All-In-One Handbook

This page compresses the rest of the site into one long-form reference. It is the page to open if you want the entire story in one place: architecture, trainer code, data sharding, checkpointing, observability, performance tuning, and hard interview questions.

What This Page Is For

Use this when you want:

one continuous explanation instead of many short docs
one full trainer example you can study line by line
one place to rehearse the talk track for a senior/staff interview
one page you can skim in the final hour before the interview

The System Model

Before writing code, define the system in terms of planes:

control plane: launch, retry policy, placement, config, run metadata
training plane: forward, backward, optimizer step, gradient synchronization
data plane: dataset partitioning, loading, preprocessing, host-to-device movement
artifact plane: checkpoints, manifests, final model outputs
observability plane: metrics, logs, traces, alerts

flowchart LR
  A[Job Spec] --> B[Launcher / Orchestrator]
  B --> C[Rendezvous]
  C --> D[Rank 0]
  C --> E[Rank 1..N]
  F[Dataset or Feature Store] --> G[Distributed Sampler]
  G --> D
  G --> E
  D --> H[Checkpoint Store]
  E --> H
  D --> I[Metrics + Logs]
  E --> I

This is the minimum system shape that still sounds like a production-minded training pipeline.
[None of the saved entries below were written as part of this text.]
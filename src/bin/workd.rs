// Copyright 2026 The Vimana Authors. All rights reserved.
//
// Licensed under the Apache License, Version 2.0 (the "License");
// you may not use this file except in compliance with the License.
// You may obtain a copy of the License at
//
//    http://www.apache.org/licenses/LICENSE-2.0
//
// Unless required by applicable law or agreed to in writing, software
// distributed under the License is distributed on an "AS IS" BASIS,
// WITHOUT WARRANTIES OR CONDITIONS OF ANY KIND, either express or implied.
// See the License for the specific language governing permissions and
// limitations under the License.

use core::net::SocketAddr;
use std::path::Path;
use std::sync::Arc;

use clap::Parser;
use futures::future::try_join;
use hyper_util::rt::TokioIo;
use hyper_util::server::conn::auto;
use hyper_util::service::TowerToHyperService;
use mimalloc::MiMalloc;
use tokio::net::{TcpListener, UnixListener};
use tokio::select;
use tokio::signal::unix::{Signal, SignalKind, signal};
use tokio::sync::watch;
use tokio_stream::wrappers::UnixListenerStream;
use tonic::transport::Server as TonicServer;
use tracing::{Instrument, Level, event, trace_span};
use workd_config::workd::{DataPlaneConfig, WorkdConfig};
use workd_error::{Error, ResultExt, make_input_err};
use workd_runtime::image_store::ImageStore;
use workd_runtime::ipam::SubnetIpAllocator;
use workd_runtime::pod_pool::PodPool;
use workd_service::cri_server::CriServer;
use workd_service::data_plane::DataPlaneRouter;
use workd_service::image_server::ImageServer;
use workd_service::proxy_loader::HttpProxyLoader;
use workd_util::task::TaskExecutor;
use workd_util::{background_spawn, init_tracing};

#[global_allocator]
static GLOBAL: MiMalloc = MiMalloc;

/// Work node runtime: serves CRI to the Kubelet and routes component traffic.
#[derive(Parser, Debug)]
#[clap(version, about, long_about = None)]
struct Args {
    /// Config file to use.
    #[clap(value_parser)]
    config_file: String,
}

/// Resolves once SIGINT or SIGTERM arrives.
async fn wait_for_shutdown_signal(mut sigterm: Signal) {
    select! {
        result = tokio::signal::ctrl_c() => match result {
            Ok(()) => event!(Level::WARN, "Process terminated via SIGINT"),
            Err(err) => event!(Level::ERROR, ?err, "Failed to listen to SIGINT"),
        },
        _ = sigterm.recv() => event!(Level::WARN, "Process terminated via SIGTERM"),
    }
}

async fn wait_for_shutdown(mut shutdown_rx: watch::Receiver<bool>) {
    if shutdown_rx.wait_for(|shutdown| *shutdown).await.is_err() {
        event!(Level::ERROR, "Shutdown channel closed without a shutdown");
    }
}

async fn serve_cri(
    socket_path: String,
    runtime_server: CriServer,
    image_server: ImageServer,
    shutdown_rx: watch::Receiver<bool>,
) -> Result<(), Error> {
    match tokio::fs::remove_file(&socket_path).await {
        Ok(()) => event!(Level::INFO, %socket_path, "Removed stale CRI socket"),
        Err(err) if err.kind() == std::io::ErrorKind::NotFound => {}
        Err(err) => {
            return Err(err).err_tip(|| format!("Could not remove stale socket {socket_path}"));
        }
    }
    if let Some(parent) = Path::new(&socket_path).parent() {
        tokio::fs::create_dir_all(parent)
            .await
            .err_tip(|| format!("Could not create directory for {socket_path}"))?;
    }
    let listener = UnixListener::bind(&socket_path)
        .err_tip(|| format!("Could not bind CRI socket {socket_path}"))?;
    event!(Level::WARN, %socket_path, "CRI server ready");

    let result = TonicServer::builder()
        .add_service(runtime_server.into_service())
        .add_service(image_server.into_service())
        .serve_with_incoming_shutdown(
            UnixListenerStream::new(listener),
            wait_for_shutdown(shutdown_rx),
        )
        .await
        .err_tip(|| "CRI server failed");

    // Unlinked so the next start can bind again.
    if let Err(err) = tokio::fs::remove_file(&socket_path).await {
        event!(Level::WARN, %socket_path, ?err, "Could not remove CRI socket");
    }
    result
}

async fn serve_data_plane(
    config: DataPlaneConfig,
    router: Arc<DataPlaneRouter>,
    shutdown_rx: watch::Receiver<bool>,
) -> Result<(), Error> {
    let socket_addr = config
        .listen_address
        .parse::<SocketAddr>()
        .map_err(|e| make_input_err!("Invalid address '{}' - {e:?}", config.listen_address))?;
    let tcp_listener = TcpListener::bind(&socket_addr).await?;
    let http = auto::Builder::new(TaskExecutor::default());
    let svc = router.into_router();
    event!(Level::WARN, %socket_addr, "Data plane ready");

    let shutdown = wait_for_shutdown(shutdown_rx);
    tokio::pin!(shutdown);
    loop {
        select! {
            accept_result = tcp_listener.accept() => {
                match accept_result {
                    Ok((tcp_stream, remote_addr)) => {
                        let (http, svc) = (http.clone(), svc.clone());
                        background_spawn!(
                            target: "workd::data_plane",
                            "http_connection",
                            async move {
                                if let Err(err) = http
                                    .serve_connection(
                                        TokioIo::new(tcp_stream),
                                        TowerToHyperService::new(svc),
                                    )
                                    .await
                                {
                                    event!(
                                        target: "workd::data_plane",
                                        Level::ERROR,
                                        ?err,
                                        "Failed serving data plane connection"
                                    );
                                }
                            },
                            ?remote_addr,
                            ?socket_addr
                        );
                    }
                    Err(err) => {
                        event!(Level::ERROR, ?err, "Failed to accept tcp connection");
                    }
                }
            },
            () = &mut shutdown => {
                event!(Level::WARN, %socket_addr, "Data plane stopped accepting");
                return Ok(());
            },
        }
    }
}

async fn inner_main(cfg: WorkdConfig) -> Result<(), Error> {
    let ip_allocator = SubnetIpAllocator::from_config(&cfg.ipam)
        .err_tip(|| "While configuring pod address allocation")?;
    let pool = Arc::new(PodPool::new(
        &cfg.pool,
        Arc::new(ip_allocator),
        Arc::new(HttpProxyLoader::new(&cfg.loader)),
    ));

    let sigterm = signal(SignalKind::terminate()).err_tip(|| "Failed to listen to SIGTERM")?;
    let (shutdown_tx, shutdown_rx) = watch::channel(false);
    background_spawn!("shutdown_signal", async move {
        wait_for_shutdown_signal(sigterm).await;
        shutdown_tx.send_replace(true);
    });

    event!(
        Level::WARN,
        version = env!("WORKD_APP_VERSION"),
        commit = env!("WORKD_GIT_COMMIT_HASH"),
        "Starting workd"
    );
    let router = Arc::new(DataPlaneRouter::new(pool.clone(), &cfg.data_plane));
    let image_server = ImageServer::new(pool.clone(), Arc::new(ImageStore::new()));
    try_join(
        serve_cri(
            cfg.cri.socket_path,
            CriServer::new(pool),
            image_server,
            shutdown_rx.clone(),
        ),
        serve_data_plane(cfg.data_plane, router, shutdown_rx),
    )
    .await?;
    event!(Level::WARN, "Successfully shut down workd");
    Ok(())
}

async fn get_config() -> Result<WorkdConfig, Box<dyn core::error::Error>> {
    let args = Args::parse();
    let json_contents = String::from_utf8(
        std::fs::read(&args.config_file)
            .err_tip(|| format!("Could not open config file {}", args.config_file))?,
    )?;
    Ok(serde_json5::from_str(&json_contents)?)
}

fn main() -> Result<(), Box<dyn core::error::Error>> {
    init_tracing()?;

    let cfg = futures::executor::block_on(get_config())?;

    #[allow(clippy::disallowed_methods)]
    {
        let runtime = tokio::runtime::Builder::new_multi_thread()
            .enable_all()
            .build()?;
        runtime
            .block_on(inner_main(cfg).instrument(trace_span!("main")))
            .err_tip(|| "main() function failed")?;
    }
    Ok(())
}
The First Principles You Need To Say Out Loud

In a good interview answer, the first few sentences should establish invariants:

Each rank must know its identity and device ownership.
The input stream must be partitioned deterministically across ranks.
The optimizer state must move forward in lock-step with the model state.
Resume semantics must be explicit instead of hand-waved.
We need enough observability to separate input stalls, compute inefficiency, and communication bottlenecks.

That framing is often more important than the exact code.

Process Topology

The default distributed baseline is:

one process per GPU
one DDP-wrapped model replica per process
one rank-aware sampler per process
one shared checkpoint contract across all processes

flowchart TD
  A[Node] --> B[local_rank 0 -> cuda:0]
  A --> C[local_rank 1 -> cuda:1]
  B --> D[rank 0]
  C --> E[rank 1]
  D --> F[full model replica]
  E --> G[full model replica]
  F --> H[gradient all-reduce]
  G --> H

This is the most legible interview baseline because it keeps process ownership and collective semantics clear.

Full Reference Implementation

The goal of this code is not to be a turnkey production package. The goal is to show a complete, production-shaped training skeleton that you can explain under pressure.

from __future__ import annotations

import json
import os
import random
import time
from contextlib import contextmanager
from dataclasses import asdict, dataclass
from pathlib import Path
from types import SimpleNamespace

import numpy as np
import torch
import torch.distributed as dist
import torch.nn as nn
from torch.amp import GradScaler, autocast
from torch.nn.parallel import DistributedDataParallel as DDP
from torch.utils.data import DataLoader, Dataset, DistributedSampler


@dataclass
class TrainConfig:
    backend: str = "nccl"
    init_method: str = "env://"
    world_size: int = 1
    rank: int = 0
    local_rank: int = 0
    seed: int = 17
    dataset_size: int = 20_000
    input_width: int = 256
    hidden_width: int = 512
    num_classes: int = 8
    micro_batch_size: int = 16
    grad_accum_steps: int = 1
    num_workers: int = 2
    learning_rate: float = 3e-4
    weight_decay: float = 0.01
    max_epochs: int = 3
    log_every: int = 20
    checkpoint_every_steps: int = 200
    checkpoint_dir: str = "/tmp/torch-control-plane/checkpoints"
    run_id: str = "demo-run"
    use_amp: bool = True

    @property
    def is_distributed(self) -> bool:
        return self.world_size > 1

    @property
    def is_main_rank(self) -> bool:
        return self.rank == 0

    @property
    def device(self) -> torch.device:
        if torch.cuda.is_available():
            return torch.device(f"cuda:{self.local_rank}")
        return torch.device("cpu")

    @property
    def global_batch_size(self) -> int:
        return self.micro_batch_size * self.grad_accum_steps * self.world_size

    def digest(self) -> str:
        payload = json.dumps(asdict(self), sort_keys=True)
        return str(abs(hash(payload)))


class ToyClassificationDataset(Dataset):
    def __init__(self, size: int, width: int, num_classes: int) -> None:
        g = torch.Generator().manual_seed(1234)
        self.features = torch.randn(size, width, generator=g)
        self.labels = torch.randint(0, num_classes, (size,), generator=g)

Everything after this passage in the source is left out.